Food

Food

How often are meatless options available to you throughout the week? What do these options have to do with our environment and water supplies? Plenty. The resources included in this section focus on animal agriculture, food choices, and creating a “Meatless Mondays” campaign to provide the option for eating plant-based foods one day a week at school, at home, and throughout the community.

Several partners have contributed to these materials, including the John Hopkins Center for Livable Future and Participant Media (which financed and owns the documentary film Food, Inc.). You will see several references to Food, Inc. throughout these resources, including a primer on how to discuss the film’s issues with your class.

To get started, DOWNLOAD the Action Guide: What’s on Your Fork? A Campaign for Meatless Choices.

So…what’s on YOUR fork?

 

 

    

Lesson Plans

Connections Between Food, Water Pollution and Dead Zones

What is eutrophication? How might the food on my plate be connected to a Dead Zone in the Gulf of Mexico? Explore these questions and more in this lesson.

A Food, Inc. Intro to Modern Food Production

The Academy Award nominated documentary Food, Inc. provides an outstanding overview of many of the issues associated with modern industrial food production. These materials help focus viewing of the film on potential environmental impacts, and include both short and long answer questions that can be used with specific short segments of the film, as well as excerpts from the film's official Discussion Guide.

Comments

Irene

There is indeed good, solid research that shows that humans are best adapted to a protein/vegetable/fruit/nut diet that avoids grains, sugar, legumes, and, for some populations, dairy. The modern human diet results in high prevalence of diabetes, cancer, and cardiovascular disease. At the same time, this same research is very clear that commercially "grown", grain-fed meat with its skewed balance of beneficial/harmful fats poses similar dangers to one's health. To make things more complicated, "good" meat (grass-fed beef, wild-caught seafood, etc) is very expensive, not widely available, and as pointed out in the action guide, takes unreasonable amount of time and space to raise and catch when considering the pressures of earth's growing population and poverty levels.

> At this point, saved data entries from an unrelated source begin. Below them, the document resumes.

//! Snapshot capture with bounded retries.
//!
//! A capture reads the renderer's visual surface and never moves it. Two
//! kinds of "not yet" are told apart:
//!
//! - **Surface not ready**: detached or zero-sized. Nothing is rendered; the
//!   attempt is skipped and waited out (bounded by `max_surface_waits`).
//! - **Render pass failed**: the surface was ready but yielded no image.
//!   Retried up to `max_retries` times.
//!
//! Every wait races the caller's [`CancellationToken`]; a cancelled capture
//! returns immediately without finishing the outstanding wait.

use std::sync::Arc;
use std::time::Duration;

use thiserror::Error;
use tokio_util::sync::CancellationToken;

use crate::renderer::DocumentRenderer;
use crate::snapshot::{RefreshToken, Snapshot};

/// Default number of retries after a failed render pass.
pub const DEFAULT_CAPTURE_MAX_RETRIES: u32 = 2;

/// Default delay between capture attempts.
pub const DEFAULT_CAPTURE_RETRY_DELAY: Duration = Duration::from_millis(60);

/// Default number of waits for a detached or zero-sized surface.
pub const DEFAULT_MAX_SURFACE_WAITS: u32 = 4;

/// Retry discipline for a capture.
#[derive(Debug, Clone, PartialEq, Eq)]
pub struct CapturePolicy {
    /// Retries after the first failed render pass.
    pub max_retries: u32,
    /// Delay before each retry or surface wait.
    pub retry_delay: Duration,
    /// Waits allowed for the surface to become ready. These do not consume
    /// render retries.
    pub max_surface_waits: u32,
}

impl Default for CapturePolicy {
    fn default() -> Self {
        Self {
            max_retries: DEFAULT_CAPTURE_MAX_RETRIES,
            retry_delay: DEFAULT_CAPTURE_RETRY_DELAY,
            max_surface_waits: DEFAULT_MAX_SURFACE_WAITS,
        }
    }
}

impl CapturePolicy {
    /// Fixed-delay policy with the default surface wait budget.
    pub fn fixed(max_retries: u32, retry_delay: Duration) -> Self {
        Self {
            max_retries,
            retry_delay,
            max_surface_waits: DEFAULT_MAX_SURFACE_WAITS,
        }
    }

    /// Set the surface wait budget.
    pub fn with_max_surface_waits(mut self, waits: u32) -> Self {
        self.max_surface_waits = waits;
        self
    }

    /// Maximum render passes a capture may take.
    pub fn max_render_passes(&self) -> u32 {
        self.max_retries.saturating_add(1)
    }
}

/// Why a capture produced no snapshot.
#[derive(Debug, Clone, PartialEq, Eq, Error)]
pub enum CaptureError {
    /// Retries exhausted without a usable image.
    #[error("no usable image after {render_passes} render passes and {surface_waits} surface waits")]
    Unavailable {
        /// Render passes taken.
        render_passes: u32,
        /// Waits spent on a surface that was not ready.
        surface_waits: u32,
    },

    /// The capture was cancelled.
    #[error("capture cancelled")]
    Cancelled,
}

/// Captures snapshots of a renderer's visual output.
#[derive(Clone)]
pub struct CaptureService {
    renderer: Arc<dyn DocumentRenderer>,
}

impl std::fmt::Debug for CaptureService {
    fn fmt(&self, f: &mut std::fmt::Formatter<'_>) -> std::fmt::Result {
        f.debug_struct("CaptureService").finish_non_exhaustive()
    }
}

impl CaptureService {
    /// Create a capture service for the given renderer.
    pub fn new(renderer: Arc<dyn DocumentRenderer>) -> Self {
        Self { renderer }
    }

    /// Capture the renderer's current visual output.
    ///
    /// The caller must hold the renderer stable (no step in progress) for
    /// the duration of the capture.
    pub async fn capture(
        &self,
        token: RefreshToken,
        policy: &CapturePolicy,
        cancel: &CancellationToken,
    ) -> Result<Snapshot, CaptureError> {
        let mut render_passes = 0u32;
        let mut surface_waits = 0u32;

        loop {
            if cancel.is_cancelled() {
                return Err(CaptureError::Cancelled);
            }

            let surface_ready = self.renderer.is_attached_and_visible()
                && !self.renderer.surface_extent().is_empty();

            if surface_ready {
                render_passes += 1;
                match self.renderer.current_visual() {
                    Some(image) if image.width() > 0 && image.height() > 0 => {
                        tracing::trace!(render_passes, surface_waits, "Snapshot captured");
                        return Ok(Snapshot::new(image, token));
                    }
                    _ => {
                        if render_passes > policy.max_retries {
                            return Err(CaptureError::Unavailable {
                                render_passes,
                                surface_waits,
                            });
                        }
                        tracing::trace!(render_passes, "Render pass yielded no image, retrying");
                    }
                }
            } else {
                if surface_waits >= policy.max_surface_waits {
                    return Err(CaptureError::Unavailable {
                        render_passes,
                        surface_waits,
                    });
                }
                surface_waits += 1;
                tracing::trace!(surface_waits, "Surface not ready, waiting");
            }

            tokio::select! {
                biased;

                _ = cancel.cancelled() => return Err(CaptureError::Cancelled),
                _ = tokio::time::sleep(policy.retry_delay) => {}
            }
        }
    }
}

I really like this campaign and will definitely participate in the "What's on your fork" webinar with my Biology and Earth Science students, but I think the issue has a much more complex socioeconomical/health solution than vegetarianism. Thank you so much for working on a solution and trying to make a difference!

January 25, 2012, 8:20 AM
Jason Slusarchuk (www.cleanlivingexperiment.com)

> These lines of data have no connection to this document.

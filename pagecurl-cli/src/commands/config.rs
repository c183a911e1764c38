//! Configuration CLI commands.
//!
//! Provides `config show` and `config check` for inspecting pager settings
//! loaded from an INI file.

use std::path::{Path, PathBuf};

use clap::Subcommand;
use pagecurl::PagerConfig;

use crate::error::CliError;

/// Config subcommands.
#[derive(Debug, Subcommand)]
pub enum ConfigCommands {
    /// Print the effective pager settings
    Show {
        /// INI file with a [pager] section (defaults when omitted)
        #[arg(long)]
        file: Option<PathBuf>,
    },

    /// Validate an INI file without printing the settings
    Check {
        /// INI file with a [pager] section
        file: PathBuf,
    },
}

/// Run a config subcommand.
pub fn run(command: ConfigCommands) -> Result<(), CliError> {
    match command {
        ConfigCommands::Show { file } => run_show(file.as_deref()),
        ConfigCommands::Check { file } => run_check(&file),
    }
}

/// Load the pager config from `file`, or defaults.
pub fn load(file: Option<&Path>) -> Result<PagerConfig, CliError> {
    match file {
        Some(path) => Ok(PagerConfig::from_ini_file(path)?),
        None => Ok(PagerConfig::default()),
    }
}

fn run_show(file: Option<&Path>) -> Result<(), CliError> {
    let config = load(file)?;

    match file {
        Some(path) => println!("Pager settings from {}", path.display()),
        None => println!("Pager settings (defaults)"),
    }
    println!();
    for (key, value) in describe(&config) {
        println!("  {:<28} {}", key, value);
    }
    Ok(())
}

fn run_check(file: &Path) -> Result<(), CliError> {
    PagerConfig::from_ini_file(file)?;
    println!("{}: ok", file.display());
    Ok(())
}

fn describe(config: &PagerConfig) -> Vec<(&'static str, String)> {
    vec![
        ("settle_delay", format!("{:?}", config.settle_delay)),
        ("capture.max_retries", config.capture.max_retries.to_string()),
        ("capture.retry_delay", format!("{:?}", config.capture.retry_delay)),
        (
            "capture.max_surface_waits",
            config.capture.max_surface_waits.to_string(),
        ),
        (
            "initial_capture.max_retries",
            config.initial_capture.max_retries.to_string(),
        ),
        (
            "initial_capture.surface_waits",
            config.initial_capture.max_surface_waits.to_string(),
        ),
        (
            "stabilization_timeout",
            format!("{:?}", config.stabilization_timeout),
        ),
        ("late_refresh_delay", format!("{:?}", config.late_refresh_delay)),
        ("event_capacity", config.event_capacity.to_string()),
        (
            "reading_direction",
            if config.reading_direction.is_rtl() {
                "rtl".to_string()
            } else {
                "ltr".to_string()
            },
        ),
    ]
}

#[cfg(test)]
mod tests {
    use super::*;
    use std::io::Write;

    #[test]
    fn test_load_defaults_without_file() {
        let config = load(None).unwrap();
        assert_eq!(config, PagerConfig::default());
    }

    #[test]
    fn test_load_rejects_bad_value() {
        let mut file = tempfile::NamedTempFile::new().unwrap();
        writeln!(file, "[pager]\nsettle_delay_ms = soon").unwrap();

        let err = load(Some(file.path())).unwrap_err();
        assert!(matches!(err, CliError::PagerConfig(_)));
    }

    #[test]
    fn test_describe_lists_reading_direction() {
        let config = PagerConfig::default()
            .with_reading_direction(pagecurl::ReadingDirection::RightToLeft);
        let rows = describe(&config);
        assert!(rows
            .iter()
            .any(|(key, value)| *key == "reading_direction" && value == "rtl"));
    }
}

I think what you're doing is excellent. We need more information and resources like this out there regarding the consequences to our health and environment of an animal-centered diet. Disregard criticism based on personal bias. Evidence based science supports what you are advocating. Limiting/eliminating animal product consumption is an appropriate step towards protecting our natural resources and reducing the burden on the health care system.

Keep it up!

November 22, 2011, 12:14 PM
Wendy

As a science/vocatioanl agriculture teacher, some of your information is good but at over 7 billion people on this earth and less land to produce food for the growing numbers of people you will have to come up with helpful solutions, not just complain about how agriculture production is causing so many problems. At least most of the food produced in the US is safe. Just think of other countries that dont have fertilizer produced from petroleum products and use human feces as fertilizer!

No thanks, I will keep producing meat and plants the best way we know how and at greater quantities to feed our populations!

November 18, 2011, 3:48 PM
David

Though this sounded cool, then i came to this area and started reading just to find out this is just a Vegan propaganda site, nice try but i'll keep enjoying my meat and stay in the top 5 healthiest people in my marine unit thanks to my Vegetables and MEAT.

November 17, 2011, 1:03 PM
Kathleen Braun

This was very informative and I am interested in learning more and sharing this.